On Computing Pairwise Statistics with Local Differential Privacy
Badih Ghazi, Pritish Kamath, Ravi Kumar, Pasin Manurangsi, Adam Sealfon
TL;DR
This work studies privately computing pairwise statistics under local differential privacy by connecting the problem to quadratic forms on histograms and leveraging linear-query private algorithms. It provides a non-interactive local-DP mechanism for quadratic forms with a near-tight error bound $\mathrm{MSE} = O\left( \frac{\zeta(W,n)^2 \log k}{\varepsilon^2 n} \right)$ and derives corresponding lower bounds, along with concrete metrics such as Kendall's $\tau$, AUC, and Gini-based indices.

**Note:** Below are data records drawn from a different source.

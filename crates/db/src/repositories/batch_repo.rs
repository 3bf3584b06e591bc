//! Repository for the `variation_batches` table.
//!
//! Uses [`BatchStatus`] for every status transition; no status literals
//! appear in the SQL below.

use std::time::Duration;

use sqlx::PgPool;
use varia_core::batch::BatchOutcome;
use varia_core::types::{DbId, SessionId};

use crate::models::batch::VariationBatch;
use crate::models::status::BatchStatus;

/// Column list for `variation_batches` queries.
const COLUMNS: &str = "\
    id, status_id, session_id, user_id, request, claimed_by, attempts, outcome, \
    error_message, submitted_at, claimed_at, completed_at";

/// Outcome label for batches whose payload could not be decoded.
pub const OUTCOME_REJECTED: &str = "rejected";

/// Outcome label for batches that used up their claim attempts.
pub const OUTCOME_ABANDONED: &str = "abandoned";

/// Queue operations on variation batches.
pub struct BatchRepo;

impl BatchRepo {
    /// Insert a new pending batch carrying the serialised request.
    pub async fn enqueue(
        pool: &PgPool,
        session_id: &SessionId,
        user_id: DbId,
        request: &serde_json::Value,
    ) -> Result<VariationBatch, sqlx::Error> {
        let query = format!(
            "INSERT INTO variation_batches (status_id, session_id, user_id, request) \
             VALUES ($1, $2, $3, $4) \
             RETURNING {COLUMNS}"
        );
        sqlx::query_as::<_, VariationBatch>(&query)
            .bind(BatchStatus::Pending.id())
            .bind(session_id.as_str())
            .bind(user_id)
            .bind(request)
            .fetch_one(pool)
            .await
    }

    /// Atomically claim the oldest claimable batch for a worker.
    ///
    /// A batch is claimable while pending, or while running under a claim
    /// older than `lease`, as long as it has been claimed fewer than
    /// `max_attempts` times. Uses `SELECT FOR UPDATE SKIP LOCKED` so
    /// concurrent workers never claim the same batch.
    pub async fn claim_next(
        pool: &PgPool,
        worker: &str,
        lease: Duration,
        max_attempts: i32,
    ) -> Result<Option<VariationBatch>, sqlx::Error> {
        let query = format!(
            "UPDATE variation_batches \
             SET status_id = $1, claimed_by = $2, claimed_at = NOW(), attempts = attempts + 1 \
             WHERE id = ( \
                 SELECT id FROM variation_batches \
                 WHERE (status_id = $3 \
                        OR (status_id = $1 AND claimed_at < NOW() - make_interval(secs => $4))) \
                   AND attempts < $5 \
                 ORDER BY submitted_at ASC, id ASC \
                 LIMIT 1 \
                 FOR UPDATE SKIP LOCKED \
             ) \
             RETURNING {COLUMNS}"
        );
        sqlx::query_as::<_, VariationBatch>(&query)
            .bind(BatchStatus::Running.id())
            .bind(worker)
            .bind(BatchStatus::Pending.id())
            .bind(lease.as_secs_f64())
            .bind(max_attempts)
            .fetch_optional(pool)
            .await
    }

    /// Return a worker's running batches to the pending state.
    ///
    /// Called when a worker starts, so batches it held before a restart
    /// under the same name do not wait for their lease to expire.
    pub async fn release_claims(pool: &PgPool, worker: &str) -> Result<u64, sqlx::Error> {
        let result = sqlx::query(
            "UPDATE variation_batches \
             SET status_id = $1, claimed_by = NULL, claimed_at = NULL \
             WHERE status_id = $2 AND claimed_by = $3",
        )
        .bind(BatchStatus::Pending.id())
        .bind(BatchStatus::Running.id())
        .bind(worker)
        .execute(pool)
        .await?;
        Ok(result.rows_affected())
    }

    /// Fail batches that can no longer be claimed because every attempt
    /// has been used: pending ones, and running ones past their lease.
    pub async fn fail_exhausted(
        pool: &PgPool,
        lease: Duration,
        max_attempts: i32,
    ) -> Result<u64, sqlx::Error> {
        let result = sqlx::query(
            "UPDATE variation_batches \
             SET status_id = $1, outcome = $2, error_message = $3, completed_at = NOW() \
             WHERE attempts >= $4 \
               AND (status_id = $5 \
                    OR (status_id = $6 AND claimed_at < NOW() - make_interval(secs => $7)))",
        )
        .bind(BatchStatus::Failed.id())
        .bind(OUTCOME_ABANDONED)
        .bind(format!("Batch was not finished after {max_attempts} claims"))
        .bind(max_attempts)
        .bind(BatchStatus::Pending.id())
        .bind(BatchStatus::Running.id())
        .bind(lease.as_secs_f64())
        .execute(pool)
        .await?;
        Ok(result.rows_affected())
    }

    /// Record how a claimed batch ended.
    pub async fn finish(
        pool: &PgPool,
        batch_id: DbId,
        outcome: &BatchOutcome,
    ) -> Result<(), sqlx::Error> {
        let status = if outcome.is_success() {
            BatchStatus::Completed
        } else {
            BatchStatus::Failed
        };

        sqlx::query(
            "UPDATE variation_batches \
             SET status_id = $2, outcome = $3, error_message = $4, completed_at = NOW() \
             WHERE id = $1",
        )
        .bind(batch_id)
        .bind(status.id())
        .bind(outcome.label())
        .bind(outcome.failure_summary())
        .execute(pool)
        .await?;
        Ok(())
    }

    /// Mark a claimed batch whose stored request cannot be decoded as failed.
    pub async fn reject(pool: &PgPool, batch_id: DbId, reason: &str) -> Result<(), sqlx::Error> {
        sqlx::query(
            "UPDATE variation_batches \
             SET status_id = $2, outcome = $3, error_message = $4, completed_at = NOW() \
             WHERE id = $1",
        )
        .bind(batch_id)
        .bind(BatchStatus::Failed.id())
        .bind(OUTCOME_REJECTED)
        .bind(reason)
        .execute(pool)
        .await?;
        Ok(())
    }

    /// Find a batch by its ID.
    pub async fn find_by_id(
        pool: &PgPool,
        batch_id: DbId,
    ) -> Result<Option<VariationBatch>, sqlx::Error> {
        let query = format!("SELECT {COLUMNS} FROM variation_batches WHERE id = $1");
        sqlx::query_as::<_, VariationBatch>(&query)
            .bind(batch_id)
            .fetch_optional(pool)
            .await
    }
}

The authors also present an interactive three-round protocol that achieves $\mathrm{MSE} = O\left( \frac{\|W\|_\infty^2}{\varepsilon^2 n} \right)$ for large $n$, proving a separation between interactive and non-interactive local DP for these tasks. By bounding the factorization norm $\gamma_2(W)$ for specific kernels and using projection/JL-based dimensionality reduction, the paper yields actionable bounds for a range of widely used pairwise statistics. The results advance private analytics of pairwise metrics and open questions about removing residual log factors and extending to higher-degree statistics.
Abstract
We study the problem of computing pairwise statistics, i.e., ones of the form $\binom{n}{2}^{-1} \sum_{i \ne j} f(x_i, x_j)$, where $x_i$ denotes the input to the $i$th user, with differential privacy (DP) in the local model. This formulation captures important metrics such as Kendall's $τ$ coefficient, Area Under Curve, Gini's mean difference, Gini's entropy, etc. We give several novel and generic algorithms for the problem, leveraging techniques from DP algorithms for linear queries.